The potato-leek soup at Café Chloe was authored by Executive Chef Katie Grebow, who has rotated it through the menu for the past six years. A perfect starter to the café’s popular steak frites, the creamy liquid is accented with truffle oil and served in lion’s head bowls with crostini.

Mock turtle soup is a stubborn mainstay at the Grant Grill, despite the menu’s modern cuisine that Chef Chris Kurth changes seasonally. “The soup has been on this menu for at least 60 years,” he says, noting that the “turtle meat” nowadays translates to cow tongue and short ribs. “We go through about 20 orders a day.” The soup is particularly evident during lunchtime because it’s included in a prix fixe lunch special called 2010, which affords customers three courses for $20.10.

Few pass up the piping hot, pastry-capped mussel bisque en croute at Dobson’s, which hails to La Rochelle, France, when Paul Dobson was lunching there at a small restaurant nearly 30 years ago. The chef, who insisted Dobson try the shellfish creation, handed over the recipe afterwards and Dobson added it immediately to his menu when returning to San Diego soil. He sells about 400 orders of it each month.

Ingrid Croce of Croce’s Restaurant & Jazz Bar recalls falling in love with the recipe for French onion soup the moment it was made for her by first chef Fay Nakanishi in 1987. “It’s wasn’t only me. Everyone who tries it says, ‘Oh my God.’” Fresh thyme in the recipe resonates to two books Croce authored: Thyme in a Bottle and Jim Croce: Time in a Bottle, in commemoration of her late husband. In an ironic twist, Croce’s first date with second husband, Jim Rock, occurred at Dobson’s over none other than an urn of mussel bisque en croute.

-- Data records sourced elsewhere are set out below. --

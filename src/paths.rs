//! Centralized filesystem paths for the collector.
//!
//! Uses the [`dirs`] crate for platform-appropriate directory resolution.
//!
//! # Directory Layout
//!
//! | Purpose | macOS | Linux |
//! |---------|-------|-------|
//! | Data | `~/Library/Application Support/serp-collector/` | `~/.local/share/serp-collector/` |
//! | Config | `~/Library/Application Support/serp-collector/` | `~/.config/serp-collector/` |
//!
//! Inside the data directory, `keywords.json` holds the keyword list and
//! `results/` holds batch artifacts and final outputs.
//!
//! # Environment Overrides
//!
//! - `SERP_COLLECTOR_DATA_DIR` — overrides [`data_dir`]
//! - `SERP_COLLECTOR_CONFIG_DIR` — overrides [`config_dir`]

use std::path::{Path, PathBuf};

const APP_DIR: &str = "serp-collector";

/// Application data root directory.
#[must_use]
pub fn data_dir() -> PathBuf {
    if let Some(override_dir) = std::env::var_os("SERP_COLLECTOR_DATA_DIR") {
        return PathBuf::from(override_dir);
    }
    dirs::data_dir()
        .map(|d| d.join(APP_DIR))
        .unwrap_or_else(|| PathBuf::from("/tmp/serp-collector-data"))
}

/// Application config directory.
#[must_use]
pub fn config_dir() -> PathBuf {
    if let Some(override_dir) = std::env::var_os("SERP_COLLECTOR_CONFIG_DIR") {
        return PathBuf::from(override_dir);
    }
    dirs::config_dir()
        .map(|d| d.join(APP_DIR))
        .unwrap_or_else(|| PathBuf::from("/tmp/serp-collector-config"))
}

/// Default config file (`config_dir()/config.toml`).
#[must_use]
pub fn default_config_path() -> PathBuf {
    config_dir().join("config.toml")
}

/// Results directory (`<data>/results/`).
#[must_use]
pub fn results_dir(data: &Path) -> PathBuf {
    data.join("results")
}

/// Keyword list (`<data>/keywords.json`).
#[must_use]
pub fn keywords_path(data: &Path) -> PathBuf {
    data.join("keywords.json")
}

#[cfg(test)]
mod tests {
    use super::*;

    #[test]
    fn layout_is_rooted_at_data_dir() {
        let data = Path::new("/srv/serp");
        assert_eq!(results_dir(data), PathBuf::from("/srv/serp/results"));
        assert_eq!(keywords_path(data), PathBuf::from("/srv/serp/keywords.json"));
    }

    #[test]
    fn default_config_path_is_toml_in_config_dir() {
        let path = default_config_path();
        assert_eq!(path.file_name().and_then(|n| n.to_str()), Some("config.toml"));
        assert_eq!(path.parent(), Some(config_dir().as_path()));
    }

    #[test]
    fn data_dir_is_not_empty() {
        assert!(!data_dir().as_os_str().is_empty());
    }
}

Chef Luke Johnson changes the wine-pairing menu at Red Velvet every Tuesday and features a creative soup each time, such as the recent watermelon soup we encountered that is made from a rare autumn melon called moon and stars. Its opaque-orange color had us wondering if he snuck another much sweeter fruit into the recipe. Turns out it was pure, with the unique melons originating from Suzie’s Farms that same day.